The much-anticipated decision by JP Morgan to include Indian government bonds in its widely tracked benchmark emerging markets bond index is spurring investor confidence in Asia's third-largest economy.
The move is expected to potentially bring billions of dollars of foreign inflows into India's $1 trillion government debt market.
JP Morgan on Friday announced that India's local bonds will be included in its Government Bond Index-Emerging Markets, from June 28 next year.
“India's weight is expected to reach the maximum weight threshold of 10 per cent in the GBI-EM Global Diversified, and approximately 8.7 per cent in the GBI-EM Global index,” JP Morgan said.
It said 23 Indian government bonds with a total value of $330 billion are eligible.
“This inclusion will deepen the bond market in India,” said Nilesh Shah, managing director of Kotak Mahindra Asset Management Company.
The move comes as companies and investors are seeking alternatives to China and as some of India's emerging market peers have become less appealing.
“With the exclusion of Russia and troubles in China, the options for global debt investors have narrowed down,” said Mr Shah.
Analysts say the move also signals the growing importance of India as a market for international investors.
“Index inclusion comes at a time when India seems to be stepping on to the world’s stage with more confidence,” said Jennifer Taylor, head of emerging market debt at State Street Global Advisors.
Once India is added to the index from June, “India could expect to receive close to $24 billion in foreign inflows over a 10-month period”, said Sandip Raichura, chief executive of retail broking and distribution and a director at Prabhudas Lilladher, a financial services company based in Mumbai.
“In fact, foreign portfolio investors are already entering the Indian fixed income market in anticipation of this inclusion.”
He said that JP Morgan's addition “is considered a major positive” because it would absorb more than 15 per cent of the net supply of government securities (G-Secs) for the next financial year, which runs from April 2024 to March 2025.

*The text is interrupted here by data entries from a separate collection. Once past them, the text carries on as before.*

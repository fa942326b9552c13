//! # hb-model
//!
//! Synthetic HistFactory-style models for histbench.
//!
//! - [`HistogramSynthesizer`]: deterministic signal/background/data histograms
//! - [`SystematicVariationGenerator`]: seeded normalization systematics
//! - [`ChannelAssembler`]: one `Region<i>` channel from the two above
//! - [`ModelCombiner`]: single-channel or simultaneous workspaces

#![warn(missing_docs)]
#![warn(clippy::all)]

pub mod channel;
pub mod combine;
pub mod config;
pub mod factory;
pub mod histogram;
pub mod synth;
pub mod systematics;
pub mod workspace;

pub use channel::{Channel, ChannelAssembler, NormFactor, SIGNAL_STRENGTH, Sample};
pub use combine::{ModelCombiner, tag_binned};
pub use config::BuildSpec;
pub use factory::WorkspaceFactory;
pub use histogram::Histogram;
pub use synth::{HistogramSynthesizer, SynthesizedHistograms};
pub use systematics::{NuisanceSpec, SystematicVariationGenerator, seed_for};
pub use workspace::{
    BINNED_LIKELIHOOD, ChannelData, ComponentKind, DensityComponent, LUMI, Measurement,
    ModelConfig, OBS_DATA, ObservedData, SIM_PDF, Workspace,
};
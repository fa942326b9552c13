//! Deterministic per-channel histogram synthesis.

use crate::histogram::Histogram;
use hb_core::{Error, Result};

/// Entries added to every background bin.
pub const BACKGROUND_ENTRIES_PER_BIN: usize = 101;

/// Signal, background and observed histograms for one channel.
#[derive(Debug, Clone)]
pub struct SynthesizedHistograms {
    /// Signal template: bin `b` (1-based) holds `b + 1` entries.
    pub signal: Histogram,
    /// Background template: every bin holds 101 entries.
    pub background: Histogram,
    /// Observed counts: signal + background.
    pub observed: Histogram,
}

/// Builds the synthetic signal/background/data histograms.
#[derive(Debug, Clone, Copy, Default)]
pub struct HistogramSynthesizer;

impl HistogramSynthesizer {
    /// Synthesize `bin_count` bins over `[0, bin_count)`.
    ///
    /// For 1-based bin `b`, signal and data receive `b + 1` fills and
    /// background and data receive 101 fills, all at the centre of `b`.
    pub fn synthesize(&self, bin_count: usize) -> Result<SynthesizedHistograms> {
        if bin_count == 0 {
            return Err(Error::Config("bin count must be positive".to_string()));
        }

        let mut signal = Histogram::with_unit_bins("Signal", bin_count)?;
        let mut background = Histogram::with_unit_bins("Background", bin_count)?;
        let mut observed = Histogram::with_unit_bins("Data", bin_count)?;

        for bin in 1..=bin_count {
            let x = signal.bin_center(bin - 1);
            for _ in 0..=bin {
                signal.fill(x);
                observed.fill(x);
            }
            for _ in 0..BACKGROUND_ENTRIES_PER_BIN {
                background.fill(x);
                observed.fill(x);
            }
        }

        Ok(SynthesizedHistograms { signal, background, observed })
    }
}

#[cfg(test)]
mod tests {
    use super::*;
    use proptest::prelude::*;

    #[test]
    fn test_ten_bins() {
        let h = HistogramSynthesizer.synthesize(10).unwrap();
        assert_eq!(h.signal.counts()[0], 2.0);
        assert_eq!(h.signal.counts()[9], 11.0);
        assert_eq!(h.background.counts(), &[101.0; 10]);
        assert_eq!(h.observed.counts()[4], 6.0 + 101.0);
        assert_eq!(h.observed.outside_range(), (0.0, 0.0));
    }

    #[test]
    fn test_zero_bins_is_config_error() {
        let err = HistogramSynthesizer.synthesize(0).unwrap_err();
        assert!(matches!(err, Error::Config(_)));
    }

    proptest! {
        #![proptest_config(ProptestConfig { cases: 32, .. ProptestConfig::default() })]

        #[test]
        fn prop_observed_is_signal_plus_background(bins in 1usize..150) {
            let h = HistogramSynthesizer.synthesize(bins).unwrap();
            prop_assert_eq!(h.observed.n_bins(), bins);
            for idx in 0..bins {
                let b = (idx + 1) as f64;
                prop_assert_eq!(h.signal.counts()[idx], b + 1.0);
                prop_assert_eq!(h.background.counts()[idx], 101.0);
                prop_assert_eq!(
                    h.observed.counts()[idx],
                    h.signal.counts()[idx] + h.background.counts()[idx]
                );
            }
        }
    }
}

“Furthermore, it is expected to reset historical spreads by 20 to 25 basis points downwards, resulting in a lower capital cost of borrowing for India,” Mr Raichura added.
“Additionally, the increase in forex reserves will contribute to an improved external fundamental situation for the country.”
It has, however, not been an easy process for India to be included in the index. India began talks on having its debt included in global indexes back in 2019. However, it could not materialise due to India’s restrictions on foreign investments in its domestic debt market.
The following year, the Indian government introduced bonds that could be fully owned by foreign investors. These bonds were free from any foreign investment restrictions which made them eligible for inclusion in global indexes.
Indian bond markets and the rupee reacted favourably to JP Morgan's announcement.
The rupee strengthened to trade 0.19 per cent higher against the US dollar at 82.93 during late afternoon trade on Friday.
Experts expect the development to give the currency and bonds a further boost.
“The announcement to include India’s bonds in the GBI-EM index will support both India bonds and local currency,” said Churchil Bhatt, executive vice president and debt fund manager at Kotak Mahindra Life Insurance Company.
“We expect 10-year government bond yields to settle comfortably below 7 per cent as we inch closer to the Index inclusion date.”
JP Morgan's move could lead to India's addition to other indexes, he added.